:: RECORDS SHOWN

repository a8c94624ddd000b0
//! Configuration module

mod site;

pub use site::HighlightConfig;
pub use site::SiteConfig;
//! Photo model and image cursor

use serde::{Deserialize, Serialize};

use crate::helpers::ImageStrategy;

/// A gallery entry: one or more images sharing a title
#[derive(Debug, Clone, PartialEq, Eq, Serialize, Deserialize)]
pub struct Photo {
    pub id: String,
    pub urls: Vec<String>,
    pub title: String,
    #[serde(default)]
    pub description: String,
    pub category: String,
    pub created: String,
}

impl Photo {
    /// URL of the cover image
    pub fn cover(&self) -> Option<&str> {
        self.urls.first().map(String::as_str)
    }

    /// Copy of this photo with every image URL rewritten by `strategy`
    pub fn with_rewritten_urls(&self, strategy: &ImageStrategy) -> Self {
        Self {
            urls: self.urls.iter().map(|url| strategy.rewrite(url)).collect(),
            ..self.clone()
        }
    }

    /// Start browsing this photo's images at `index`
    pub fn cursor(&self, index: usize) -> ImageCursor<'_> {
        ImageCursor::new(self, index)
    }
}

/// Position within a photo's images; stepping past either end wraps around
#[derive(Debug, Clone, Copy)]
pub struct ImageCursor<'a> {
    photo: &'a Photo,
    index: usize,
}

impl<'a> ImageCursor<'a> {
    pub fn new(photo: &'a Photo, index: usize) -> Self {
        let index = if photo.urls.is_empty() {
            0
        } else {
            index.min(photo.urls.len() - 1)
        };
        Self { photo, index }
    }

    pub fn index(&self) -> usize {
        self.index
    }

    pub fn current(&self) -> Option<&'a str> {
        self.photo.urls.get(self.index).map(String::as_str)
    }

    pub fn next(&mut self) -> Option<&'a str> {
        let len = self.photo.urls.len();
        if len > 0 {
            self.index = if self.index + 1 >= len { 0 } else { self.index + 1 };
        }
        self.current()
    }

    pub fn prev(&mut self) -> Option<&'a str> {
        let len = self.photo.urls.len();
        if len > 0 {
            self.index = if self.index == 0 { len - 1 } else { self.index - 1 };
        }
        self.current()
    }
}

#[cfg(test)]
mod tests {
    use super::*;

    fn photo(urls: &[&str]) -> Photo {
        Photo {
            id: "p1".to_string(),
            urls: urls.iter().map(|u| u.to_string()).collect(),
            title: "Harbour".to_string(),
            description: String::new(),
            category: "Travel".to_string(),
            created: "2024-05-01".to_string(),
        }
    }

    #[test]
    fn test_cursor_wraps() {
        let p = photo(&["a", "b", "c"]);
        let mut cursor = p.cursor(0);
        assert_eq!(cursor.prev(), Some("c"));
        assert_eq!(cursor.next(), Some("a"));
        assert_eq!(cursor.next(), Some("b"));
        assert_eq!(cursor.next(), Some("c"));
        assert_eq!(cursor.next(), Some("a"));
    }

    #[test]
    fn test_cursor_clamps_start_and_handles_empty() {
        let p = photo(&["a", "b"]);
        assert_eq!(p.cursor(9).current(), Some("b"));

        let empty = photo(&[]);
        let mut cursor = empty.cursor(3);
        assert_eq!(cursor.current(), None);
        assert_eq!(cursor.next(), None);
        assert_eq!(cursor.prev(), None);
        assert_eq!(cursor.index(), 0);
    }

    #[test]
    fn test_rewritten_urls() {
        let p = photo(&["http://cdn.test/a.jpg", "https://cdn.test/b.jpg"]);
        let rewritten = p.with_rewritten_urls(&ImageStrategy::default());
        assert_eq!(
            rewritten.urls,
            vec![
                "/api/proxy-image?url=http%3A%2F%2Fcdn.test%2Fa.jpg",
                "https://cdn.test/b.jpg"
            ]
        );
        assert_eq!(rewritten.title, p.title);
        assert_eq!(p.cover(), Some("http://cdn.test/a.jpg"));
    }
}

::::

• [WORK ITEM]: Word for word, write out each of the records above.

• [EXERCISE RESPONSE]:
repository a8c94624ddd000b0
//! Configuration module

mod site;

pub use site::HighlightConfig;
pub use site::SiteConfig;
//! Photo model and image cursor

use serde::{Deserialize, Serialize};

use crate::helpers::ImageStrategy;

/// A gallery entry: one or more images sharing a title
#[derive(Debug, Clone, PartialEq, Eq, Serialize, Deserialize)]
pub struct Photo {
    pub id: String,
    pub urls: Vec<String>,
    pub title: String,
    #[serde(default)]
    pub description: String,
    pub category: String,
    pub created: String,
}

impl Photo {
    /// URL of the cover image
    pub fn cover(&self) -> Option<&str> {
        self.urls.first().map(String::as_str)
    }

    /// Copy of this photo with every image URL rewritten by `strategy`
    pub fn with_rewritten_urls(&self, strategy: &ImageStrategy) -> Self {
        Self {
            urls: self.urls.iter().map(|url| strategy.rewrite(url)).collect(),
            ..self.clone()
        }
    }

    /// Start browsing this photo's images at `index`
    pub fn cursor(&self, index: usize) -> ImageCursor<'_> {
        ImageCursor::new(self, index)
    }
}

/// Position within a photo's images; stepping past either end wraps around
#[derive(Debug, Clone, Copy)]
pub struct ImageCursor<'a> {
    photo: &'a Photo,
    index: usize,
}

impl<'a> ImageCursor<'a> {
    pub fn new(photo: &'a Photo, index: usize) -> Self {
        let index = if photo.urls.is_empty() {
            0
        } else {
            index.min(photo.urls.len() - 1)
        };
        Self { photo, index }
    }

    pub fn index(&self) -> usize {
        self.index
    }

    pub fn current(&self) -> Option<&'a str> {
        self.photo.urls.get(self.index).map(String::as_str)
    }

    pub fn next(&mut self) -> Option<&'a str> {
        let len = self.photo.urls.len();
        if len > 0 {
            self.index = if self.index + 1 >= len { 0 } else { self.index + 1 };
        }
        self.current()
    }

    pub fn prev(&mut self) -> Option<&'a str> {
        let len = self.photo.urls.len();
        if len > 0 {
            self.index = if self.index == 0 { len - 1 } else { self.index - 1 };
        }
        self.current()
    }
}

#[cfg(test)]
mod tests {
    use super::*;

    fn photo(urls: &[&str]) -> Photo {
        Photo {
            id: "p1".to_string(),
            urls: urls.iter().map(|u| u.to_string()).collect(),
            title: "Harbour".to_string(),
            description: String::new(),
            category: "Travel".to_string(),
            created: "2024-05-01".to_string(),
        }
    }

    #[test]
    fn test_cursor_wraps() {
        let p = photo(&["a", "b", "c"]);
        let mut cursor = p.cursor(0);
        assert_eq!(cursor.prev(), Some("c"));
        assert_eq!(cursor.next(), Some("a"));
        assert_eq!(cursor.next(), Some("b"));
        assert_eq!(cursor.next(), Some("c"));
        assert_eq!(cursor.next(), Some("a"));
    }

    #[test]
    fn test_cursor_clamps_start_and_handles_empty() {
        let p = photo(&["a", "b"]);
        assert_eq!(p.cursor(9).current(), Some("b"));

        let empty = photo(&[]);
        let mut cursor = empty.cursor(3);
        assert_eq!(cursor.current(), None);
        assert_eq!(cursor.next(), None);
        assert_eq!(cursor.prev(), None);
        assert_eq!(cursor.index(), 0);
    }

    #[test]
    fn test_rewritten_urls() {
        let p = photo(&["http://cdn.test/a.jpg", "https://cdn.test/b.jpg"]);
        let rewritten = p.with_rewritten_urls(&ImageStrategy::default());
        assert_eq!(
            rewritten.urls,
            vec![
                "/api/proxy-image?url=http%3A%2F%2Fcdn.test%2Fa.jpg",
                "https://cdn.test/b.jpg"
            ]
        );
        assert_eq!(rewritten.title, p.title);
        assert_eq!(p.cover(), Some("http://cdn.test/a.jpg"));
    }
}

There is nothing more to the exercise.